Paul Alexandre Alfred Leroy (1860 in Paris – 1942) was a French painter noted for Orientalist works. He was a founding member of the Société des Peintres Orientalistes Français (Society for French Orientalist Painters) and designed the Society's first logo.

Life and career
French by birth, Leroy spent his childhood in Odessa, where his father had a business. He lived in Odessa until age 17 years, which gave him interest in the East. In Paris, he studied at the École des Beaux-Arts. He first exhibited in 1882 and was awarded a medal.

At Beaux Artes, he met Georges Landelle (1860-1898), an Orientalist painter and the pair became life-long friends. In 1885 he visited Turkey and Egypt, with Landelle and Landelle's father. In 1886 journeyed to Tunisia and Algeria, returning to the country's southern region several times during the 1880s and 1890s. During this period, Leroy studied the Arabic language, which enabled him to use the Arabic script effectively in a number of paintings and lithographs.

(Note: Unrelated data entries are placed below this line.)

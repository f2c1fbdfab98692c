// Copyright 2026 Anapaya Systems
//
// Licensed under the Apache License, Version 2.0 (the "License");
// you may not use this file except in compliance with the License.
// You may obtain a copy of the License at
//
//   http://www.apache.org/licenses/LICENSE-2.0
//
// Unless required by applicable law or agreed to in writing, software
// distributed under the License is distributed on an "AS IS" BASIS,
// WITHOUT WARRANTIES OR CONDITIONS OF ANY KIND, either express or implied.
// See the License for the specific language governing permissions and
// limitations under the License.

//! Path models

use bytes::{Bytes, BytesMut};

use crate::{
    core::{
        encode::{InvalidStructureError, WireEncode},
        layout::Layout,
        read::bit_range_be_read,
        write::bit_range_be_write,
    },
    error::PathError,
    path::layout::{HopFieldLayout, InfoFieldLayout},
    types::{IfId, LINE_LEN},
};

bitflags::bitflags! {
    /// InfoField flags.
    #[derive(Debug, Clone, Copy, PartialEq, Eq, Default)]
    pub struct InfoFieldFlags: u8 {
        /// Hop fields are arranged in the direction they were constructed during beaconing.
        const CONS_DIR = 0b0000_0001;
        /// The path is a shortcut path.
        const SHORTCUT = 0b0000_0010;
        /// The path is a peering path.
        const PEER = 0b0000_0100;

        // Other bits are reserved.
        const _ = !0;
    }
}

bitflags::bitflags! {
    /// HopField flags.
    #[derive(Debug, Clone, Copy, PartialEq, Eq, Default)]
    pub struct HopFieldFlags: u8 {
        /// The hop field marks the boundary between two segments.
        const XOVER = 0b0000_0001;
        /// The hop field is only used for MAC verification and never becomes current.
        const VERIFY_ONLY = 0b0000_0010;

        // Other bits are reserved.
        const _ = !0;
    }
}

/// Info field, the head of a path segment.
#[derive(Debug, Clone, Copy, PartialEq, Eq, Default)]
pub struct InfoField {
    /// Segment flags
    pub flags: InfoFieldFlags,
    /// Segment creation timestamp
    pub timestamp: u32,
    /// ISD the segment was created in
    pub isd: u16,
    /// Number of hop fields in the segment
    pub hops: u8,
}
impl InfoField {
    /// Decodes an info field from the start of `buf`
    ///
    /// Returns None if the buffer is too small
    pub fn decode(buf: &[u8]) -> Option<Self> {
        use InfoFieldLayout as IFL;

        let (buf, _rest) = IFL.split_off_checked(buf)?;
        Some(InfoField {
            flags: InfoFieldFlags::from_bits_retain(bit_range_be_read(buf, IFL::FLAGS_RNG)?),
            timestamp: bit_range_be_read(buf, IFL::TIMESTAMP_RNG)?,
            isd: bit_range_be_read(buf, IFL::ISD_RNG)?,
            hops: bit_range_be_read(buf, IFL::HOPS_RNG)?,
        })
    }

    /// True if the segment is traversed in construction direction
    pub fn cons_dir(&self) -> bool {
        self.flags.contains(InfoFieldFlags::CONS_DIR)
    }
}
impl WireEncode for InfoField {
    fn required_size(&self) -> usize {
        InfoFieldLayout::SIZE_BYTES
    }

    fn encode_into(&self, buf: &mut [u8]) -> usize {
        use InfoFieldLayout as IFL;

        buf[..IFL::SIZE_BYTES].fill(0);
        bit_range_be_write(buf, IFL::FLAGS_RNG, self.flags.bits());
        bit_range_be_write(buf, IFL::TIMESTAMP_RNG, self.timestamp);
        bit_range_be_write(buf, IFL::ISD_RNG, self.isd);
        bit_range_be_write(buf, IFL::HOPS_RNG, self.hops);

        IFL::SIZE_BYTES
    }
}

/// Hop field, one forwarding hop of a segment.
#[derive(Debug, Clone, Copy, PartialEq, Eq, Default)]
pub struct HopField {
    /// Hop flags
    pub flags: HopFieldFlags,
    /// Expiration time relative to the info field timestamp
    pub exp_time: u8,
    /// Ingress interface in construction direction (12 bits)
    pub cons_ingress: IfId,
    /// Egress interface in construction direction (12 bits)
    pub cons_egress: IfId,
    /// Truncated MAC
    pub mac: [u8; 3],
}
impl HopField {
    /// Largest interface identifier a hop field can carry
    pub const MAX_IFID: IfId = HopFieldLayout::CONS_INGRESS_RNG.max_uint() as IfId;

    /// Decodes a hop field from the start of `buf`
    ///
    /// Returns None if the buffer is too small
    pub fn decode(buf: &[u8]) -> Option<Self> {
        use HopFieldLayout as HFL;

        let (buf, _rest) = HFL.split_off_checked(buf)?;
        let mac: u32 = bit_range_be_read(buf, HFL::MAC_RNG)?;
        let [_, mac @ ..] = mac.to_be_bytes();
        Some(HopField {
            flags: HopFieldFlags::from_bits_retain(bit_range_be_read(buf, HFL::FLAGS_RNG)?),
            exp_time: bit_range_be_read(buf, HFL::EXP_TIME_RNG)?,
            cons_ingress: bit_range_be_read(buf, HFL::CONS_INGRESS_RNG)?,
            cons_egress: bit_range_be_read(buf, HFL::CONS_EGRESS_RNG)?,
            mac,
        })
    }

    /// True if the hop field is a crossover point
    pub fn xover(&self) -> bool {
        self.flags.contains(HopFieldFlags::XOVER)
    }

    /// True if the hop field is only used for verification
    pub fn verify_only(&self) -> bool {
        self.flags.contains(HopFieldFlags::VERIFY_ONLY)
    }

    /// Interface a packet leaves through when traversing this hop
    pub fn out_interface(&self, cons_dir: bool) -> IfId {
        if cons_dir {
            self.cons_egress
        } else {
            self.cons_ingress
        }
    }

    /// Interface a packet arrives on when traversing this hop
    pub fn in_interface(&self, cons_dir: bool) -> IfId {
        if cons_dir {
            self.cons_ingress
        } else {
            self.cons_egress
        }
    }
}
impl WireEncode for HopField {
    fn required_size(&self) -> usize {
        HopFieldLayout::SIZE_BYTES
    }

    fn wire_valid(&self) -> Result<(), InvalidStructureError> {
        if self.cons_ingress > Self::MAX_IFID || self.cons_egress > Self::MAX_IFID {
            return Err("hop field interface exceeds 12 bits".into());
        }
        Ok(())
    }

    fn encode_into(&self, buf: &mut [u8]) -> usize {
        use HopFieldLayout as HFL;

        let [a, b, c] = self.mac;
        bit_range_be_write(buf, HFL::FLAGS_RNG, self.flags.bits());
        bit_range_be_write(buf, HFL::EXP_TIME_RNG, self.exp_time);
        bit_range_be_write(buf, HFL::CONS_INGRESS_RNG, self.cons_ingress);
        bit_range_be_write(buf, HFL::CONS_EGRESS_RNG, self.cons_egress);
        bit_range_be_write(buf, HFL::MAC_RNG, u32::from_be_bytes([0, a, b, c]));

        HFL::SIZE_BYTES
    }
}

/// A path segment: one info field followed by its hop fields.
#[derive(Debug, Clone, PartialEq, Eq)]
pub struct Segment {
    /// Info field of the segment
    pub info: InfoField,
    /// Hop fields of the segment
    pub hops: Vec<HopField>,
}
impl Segment {
    /// Creates a segment, setting the hop count of the info field
    pub fn new(mut info: InfoField, hops: Vec<HopField>) -> Self {
        info.hops = hops.len() as u8;
        Segment { info, hops }
    }
}
impl WireEncode for Segment {
    fn required_size(&self) -> usize {
        InfoFieldLayout::SIZE_BYTES + self.hops.len() * HopFieldLayout::SIZE_BYTES
    }

    fn wire_valid(&self) -> Result<(), InvalidStructureError> {
        if self.hops.is_empty() || self.hops.len() > u8::MAX as usize {
            return Err("segment must have between 1 and 255 hop fields".into());
        }
        if self.info.hops as usize != self.hops.len() {
            return Err("info field hop count does not match hop fields".into());
        }
        self.hops.iter().try_for_each(WireEncode::wire_valid)
    }

    fn encode_into(&self, buf: &mut [u8]) -> usize {
        let mut off = self.info.encode_into(buf);
        for hop in &self.hops {
            off += hop.encode_into(&mut buf[off..]);
        }
        off
    }
}

/// Raw path with pointers to the current info field and hop field.
///
/// Offsets are in bytes, relative to the start of the path.
#[derive(Debug, Clone, PartialEq, Eq)]
pub struct Path {
    /// Encoded path
    pub raw: Bytes,
    /// Offset of the current info field
    pub inf_off: usize,
    /// Offset of the current hop field
    pub hop_off: usize,
}
impl Path {
    /// Creates a path from its raw bytes and pointers
    pub fn new(raw: Bytes, inf_off: usize, hop_off: usize) -> Self {
        Path {
            raw,
            inf_off,
            hop_off,
        }
    }

    /// Encodes the segments into a path pointing at the first hop of the first segment
    pub fn from_segments(segments: &[Segment]) -> Result<Self, InvalidStructureError> {
        if segments.is_empty() {
            return Err("path without segments".into());
        }
        segments.iter().try_for_each(WireEncode::wire_valid)?;

        let len = segments.iter().map(WireEncode::required_size).sum();
        let mut raw = BytesMut::zeroed(len);
        let mut off = 0;
        for segment in segments {
            off += segment.encode_into(&mut raw[off..]);
        }

        Ok(Path::new(raw.freeze(), 0, InfoFieldLayout::SIZE_BYTES))
    }

    /// Decodes the raw path into its segments
    pub fn segments(&self) -> Result<Vec<Segment>, PathError> {
        let mut segments = Vec::new();
        let mut off = 0;
        while off < self.raw.len() {
            let info = InfoField::decode(&self.raw[off..])
                .ok_or(PathError::Malformed("truncated info field"))?;
            if info.hops == 0 {
                return Err(PathError::Malformed("segment without hop fields"));
            }

            let hops_start = off + InfoFieldLayout::SIZE_BYTES;
            let end = hops_start + info.hops as usize * HopFieldLayout::SIZE_BYTES;
            let hops_buf = self
                .raw
                .get(hops_start..end)
                .ok_or(PathError::Malformed("truncated segment"))?;
            let hops = hops_buf
                .chunks_exact(HopFieldLayout::SIZE_BYTES)
                .filter_map(HopField::decode)
                .collect();

            segments.push(Segment { info, hops });
            off = end;
        }
        Ok(segments)
    }

    /// Returns the current info field
    pub fn info_field(&self) -> Result<InfoField, PathError> {
        self.raw
            .get(self.inf_off..)
            .and_then(InfoField::decode)
            .ok_or(PathError::UnreadableField {
                field: "info field",
                offset: self.inf_off,
            })
    }

    /// Returns the current hop field
    pub fn hop_field(&self) -> Result<HopField, PathError> {
        self.raw
            .get(self.hop_off..)
            .and_then(HopField::decode)
            .ok_or(PathError::UnreadableField {
                field: "hop field",
                offset: self.hop_off,
            })
    }
}
impl WireEncode for Path {
    fn required_size(&self) -> usize {
        self.raw.len()
    }

    fn wire_valid(&self) -> Result<(), InvalidStructureError> {
        if !self.raw.len().is_multiple_of(LINE_LEN) {
            return Err("path length is not a multiple of a line".into());
        }
        if !self.inf_off.is_multiple_of(LINE_LEN) || !self.hop_off.is_multiple_of(LINE_LEN) {
            return Err("path pointers are not line aligned".into());
        }
        if self.raw.is_empty() || self.inf_off >= self.hop_off || self.hop_off >= self.raw.len() {
            return Err("path pointers outside of path".into());
        }
        Ok(())
    }

    fn encode_into(&self, buf: &mut [u8]) -> usize {
        buf[..self.raw.len()].copy_from_slice(&self.raw);
        self.raw.len()
    }
}

#[cfg(test)]
mod model_tests {
    use super::*;

    fn hop(cons_ingress: IfId, cons_egress: IfId) -> HopField {
        HopField {
            cons_ingress,
            cons_egress,
            mac: [1, 2, 3],
            ..Default::default()
        }
    }

    #[test]
    fn should_encode_hop_field_interfaces() {
        let hop = HopField {
            flags: HopFieldFlags::XOVER,
            exp_time: 0x3f,
            cons_ingress: 0x123,
            cons_egress: 0x456,
            mac: [0xaa, 0xbb, 0xcc],
        };

        let mut buf = [0u8; 8];
        assert_eq!(hop.encode(&mut buf), Ok(8));
        assert_eq!(buf, [0x01, 0x3f, 0x12, 0x34, 0x56, 0xaa, 0xbb, 0xcc]);
        assert_eq!(HopField::decode(&buf), Some(hop));
    }

    #[test]
    fn should_reject_wide_interface() {
        let mut buf = [0u8; 8];
        assert!(hop(0x1000, 1).encode(&mut buf).is_err());
    }

    #[test]
    fn should_pick_interfaces_by_direction() {
        let hop = hop(3, 4);
        assert_eq!(hop.out_interface(true), 4);
        assert_eq!(hop.out_interface(false), 3);
        assert_eq!(hop.in_interface(true), 3);
        assert_eq!(hop.in_interface(false), 4);
    }

    #[test]
    fn should_decode_segments() {
        let segments = vec![
            Segment::new(
                InfoField {
                    flags: InfoFieldFlags::CONS_DIR,
                    timestamp: 7,
                    isd: 1,
                    hops: 0,
                },
                vec![hop(0, 1), hop(2, 0)],
            ),
            Segment::new(InfoField::default(), vec![hop(5, 0)]),
        ];

        let path = Path::from_segments(&segments).unwrap();
        assert_eq!(path.raw.len(), 40);
        assert_eq!((path.inf_off, path.hop_off), (0, 8));
        assert_eq!(path.segments().unwrap(), segments);
        assert_eq!(path.hop_field().unwrap(), hop(0, 1));
    }

    #[test]
    fn should_reject_truncated_segment() {
        let path = Path::from_segments(&[Segment::new(
            InfoField::default(),
            vec![hop(1, 2), hop(3, 4)],
        )])
        .unwrap();
        let truncated = Path::new(path.raw.slice(..16), 0, 8);
        assert_eq!(
            truncated.segments(),
            Err(PathError::Malformed("truncated segment"))
        );
    }
}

In 1893, Leroy, along with artists, Maurice Bompard, Eugène Girardet, Alphonse-Étienne Dinet, Jean-Léon Gérôme, Jean-Joseph Benjamin-Constant and art historian,  Léonce Bénédite, became founding members of the Société des Peintres Orientalistes Français which was responsible for promoting Orientalist art, mounting exhibitions and generally encouraging artists who wished to travel to the Orient. The Society appropriated a logo designed by Leroy and used it on all their correspondence, catalogs, posters and menus. The logo incorporated the sickle moon, the star of David and the black hand of Fatma. The image represents Frenchmen as outsiders, who nevertheless dream of cultural integration and synthesis.  Leroy's lithographs were also used extensively in the Society's graphic artwork including menus, posters and brochures.

Work
During his career, LeRoy painted both Orientalist scenes and religious paintings. He worked in oil, watercolours and also made lithographs.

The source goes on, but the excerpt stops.